Five mutineers died on the return voyage. Four, including Greene, were killed in a clash with Inuit at Digges Islands at the northern end of Hudson Bay; Juet died of starvation only days before the ship reached the British Isles. When the battered Discovery drifted into the company of a fishing fleet off the south coast of Ireland on 6 September, the original crew of 23 was down to eight.

Aftermath

Hudson’s third and fourth voyages ignited a flurry of exploration and trading activity. The Half Moon voyage led to fur trading opportunities for the Dutch. Dutch merchants were in the Manhattan area by 1612, and the colony of New Netherland was soon formed.

The French explorer Samuel de Champlain was told by a translator, Nicolas de Vignau, that Anishinaabe people at Lake Nipissing had secured an English boy from the Cree, the lone survivor of a wreck in the “northern sea” (Hudson Bay), and wanted to make a gift of him. The boy sounded like John Hudson and inspired Champlain to mount his 1613 journey up the Ottawa River. While the information Vignau provided was likely false, the failed 1613 journey led to Champlain’s more ambitious 1615–16 visit to Georgian Bay and the Huron-Wendat people.

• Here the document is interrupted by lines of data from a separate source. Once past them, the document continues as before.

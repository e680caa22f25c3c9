// crates/wf_raster/src/raster.rs

//! 平铺 f32 栅格
//!
//! # 文件格式
//!
//! 无文件头，连续的小端 f32。按日分块：第 `day` 天、块内偏移 `i` 的值位于
//! `i + stride * day`。对流域网格，`stride = CELL_COUNT`，块内偏移为 `cell mod 5490`。
//!
//! # 写入
//!
//! 所有写入先写到同目录下的临时文件再重命名，读者不会看到半写的栅格。
//! 补丁操作在整份栅格读入成功之前不会写任何东西。

use std::collections::{BTreeMap, HashMap};
use std::io::Write;
use std::path::Path;

use tempfile::NamedTempFile;
use tracing::debug;
use wf_foundation::{WfError, WfResult};
use wf_grid::{days_in_year, CellId, CELL_COUNT};

/// 流量截断阈值，超过该值视为无效值置 0
pub const CLIP_THRESHOLD: f32 = 100_000.0;

/// 整份栅格
#[derive(Debug, Clone, PartialEq, Default)]
pub struct Raster {
    values: Vec<f32>,
}

impl Raster {
    /// 从值数组创建
    pub fn new(values: Vec<f32>) -> Self {
        Self { values }
    }

    /// 以常数填充
    pub fn filled(len: usize, value: f32) -> Self {
        Self {
            values: vec![value; len],
        }
    }

    /// 解码字节；长度必须是 4 的倍数
    pub fn decode(bytes: &[u8]) -> WfResult<Self> {
        if bytes.len() % 4 != 0 {
            return Err(WfError::data(format!(
                "栅格字节数 {} 不是 4 的倍数",
                bytes.len()
            )));
        }
        let values = bytes
            .chunks_exact(4)
            .map(|c| f32::from_le_bytes([c[0], c[1], c[2], c[3]]))
            .collect();
        Ok(Self { values })
    }

    /// 编码为小端字节
    pub fn encode(&self) -> Vec<u8> {
        let mut bytes = Vec::with_capacity(self.values.len() * 4);
        for v in &self.values {
            bytes.extend_from_slice(&v.to_le_bytes());
        }
        bytes
    }

    /// 读取整份栅格
    pub fn read(path: &Path) -> WfResult<Self> {
        let bytes = std::fs::read(path).map_err(|e| WfError::io_at(path, e))?;
        Self::decode(&bytes).map_err(|e| match e {
            WfError::Data { message } => WfError::data(format!("{}: {}", path.display(), message)),
            other => other,
        })
    }

    /// 原子写入：同目录临时文件 + 重命名
    pub fn write(&self, path: &Path) -> WfResult<()> {
        let parent = match path.parent() {
            Some(p) if !p.as_os_str().is_empty() => p,
            _ => Path::new("."),
        };

        let mut tmp = NamedTempFile::new_in(parent).map_err(|e| WfError::io_at(parent, e))?;
        tmp.write_all(&self.encode())
            .map_err(|e| WfError::io_at(tmp.path(), e))?;
        tmp.as_file()
            .sync_all()
            .map_err(|e| WfError::io_at(tmp.path(), e))?;
        tmp.persist(path).map_err(|e| WfError::io_at(path, e.error))?;

        debug!("栅格已写入: {} ({} 个值)", path.display(), self.values.len());
        Ok(())
    }

    /// 将所有大于 `threshold` 的值置 0
    pub fn clip_above(&mut self, threshold: f32) {
        for v in &mut self.values {
            if *v > threshold {
                *v = 0.0;
            }
        }
    }

    /// 值个数
    pub fn len(&self) -> usize {
        self.values.len()
    }

    /// 是否为空
    pub fn is_empty(&self) -> bool {
        self.values.is_empty()
    }

    /// 只读值
    pub fn values(&self) -> &[f32] {
        &self.values
    }

    /// 可变值
    pub fn values_mut(&mut self) -> &mut [f32] {
        &mut self.values
    }

    /// 取出值数组
    pub fn into_values(self) -> Vec<f32> {
        self.values
    }

    /// 按日分块抽取偏移 `index` 的序列
    fn extract(&self, index: usize, stride: usize, days: usize) -> Vec<f32> {
        (0..days).map(|day| self.values[index + stride * day]).collect()
    }
}

/// 读取某网格单元一整年的逐日序列
///
/// 记录数必须恰为 `CELL_COUNT * days_in_year(year)`。`clip` 为真时先对整份栅格截断。
pub fn read_year_series(path: &Path, cell: CellId, year: i32, clip: bool) -> WfResult<Vec<f32>> {
    read_point_series(
        path,
        cell.raster_offset(),
        CELL_COUNT,
        days_in_year(year),
        clip,
    )
}

/// 读取任意块大小栅格中偏移 `index` 的 `days` 天序列
pub fn read_point_series(
    path: &Path,
    index: usize,
    stride: usize,
    days: usize,
    clip: bool,
) -> WfResult<Vec<f32>> {
    if index >= stride {
        return Err(WfError::index_out_of_range("栅格块内", index as i64, stride));
    }

    let mut raster = Raster::read(path)?;
    WfError::check_size(&path.display().to_string(), stride * days, raster.len())?;

    if clip {
        raster.clip_above(CLIP_THRESHOLD);
    }
    Ok(raster.extract(index, stride, days))
}

/// 单元补丁
#[derive(Debug, Clone, Copy, PartialEq)]
pub enum CellPatch {
    /// 覆盖为给定值
    Set(f32),
    /// 叠加给定增量
    Add(f32),
}

impl CellPatch {
    #[inline]
    fn apply(self, value: &mut f32) {
        match self {
            Self::Set(v) => *value = v,
            Self::Add(v) => *value += v,
        }
    }
}

/// 对栅格每个日块中的若干偏移打补丁，返回日块数
///
/// 栅格长度必须是 `stride` 的正整数倍，所有偏移必须小于 `stride`。
pub fn patch_cells(
    path: &Path,
    stride: usize,
    updates: &BTreeMap<usize, CellPatch>,
) -> WfResult<usize> {
    if stride == 0 {
        return Err(WfError::validation("栅格块大小不能为 0"));
    }
    if let Some((&index, _)) = updates.iter().find(|&(&i, _)| i >= stride) {
        return Err(WfError::index_out_of_range("栅格块内", index as i64, stride));
    }

    let mut raster = Raster::read(path)?;
    if raster.is_empty() || raster.len() % stride != 0 {
        return Err(WfError::data(format!(
            "{}: 记录数 {} 不是块大小 {} 的正整数倍",
            path.display(),
            raster.len(),
            stride
        )));
    }

    let blocks = raster.len() / stride;
    for block in raster.values_mut().chunks_exact_mut(stride) {
        for (&index, &patch) in updates {
            patch.apply(&mut block[index]);
        }
    }

    raster.write(path)?;
    debug!(
        "栅格补丁: {} ({} 个偏移 × {} 个日块)",
        path.display(),
        updates.len(),
        blocks
    );
    Ok(blocks)
}

/// 只读文件元数据，检查栅格是否由整数个大小为 `stride` 的块组成
///
/// 返回块数。文件不存在时为 `FileNotFound`。
pub fn check_block_file(path: &Path, stride: usize) -> WfResult<usize> {
    if stride == 0 {
        return Err(WfError::validation("栅格块大小不能为 0"));
    }
    let bytes = std::fs::metadata(path)
        .map_err(|e| WfError::io_at(path, e))?
        .len() as usize;
    let width = std::mem::size_of::<f32>();
    if bytes % width != 0 {
        return Err(WfError::data(format!(
            "{}: 文件大小 {} 不是 {} 字节的整数倍",
            path.display(),
            bytes,
            width
        )));
    }
    let len = bytes / width;
    if len == 0 || len % stride != 0 {
        return Err(WfError::data(format!(
            "{}: 记录数 {} 不是块大小 {} 的正整数倍",
            path.display(),
            len,
            stride
        )));
    }
    Ok(len / stride)
}

/// 按网格单元覆盖值，块大小为 `CELL_COUNT`
pub fn patch_grid_cells(path: &Path, updates: &HashMap<CellId, f32>) -> WfResult<usize> {
    let by_offset: BTreeMap<usize, CellPatch> = updates
        .iter()
        .map(|(cell, &v)| (cell.raster_offset(), CellPatch::Set(v)))
        .collect();
    patch_cells(path, CELL_COUNT, &by_offset)
}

Hudson’s explorations on the fourth voyage also inspired immediate follow-up voyages by the English in search of the Northwest Passage. Three survivors, Robert Bylot, Habakkuk (Abacuk) Prickett and Edward Wilson, participated in a 1612–13 voyage into Hudson Bay under Thomas Button. With William Baffin, Bylot made two significant voyages into the Canadian Arctic. Only after the final Baffin-Bylot voyage failed to locate the passage did Bylot and other survivors of the 1610–11 Discovery voyage stand trial for the murders of Henry and John Hudson and their companions. All were found not guilty in 1618.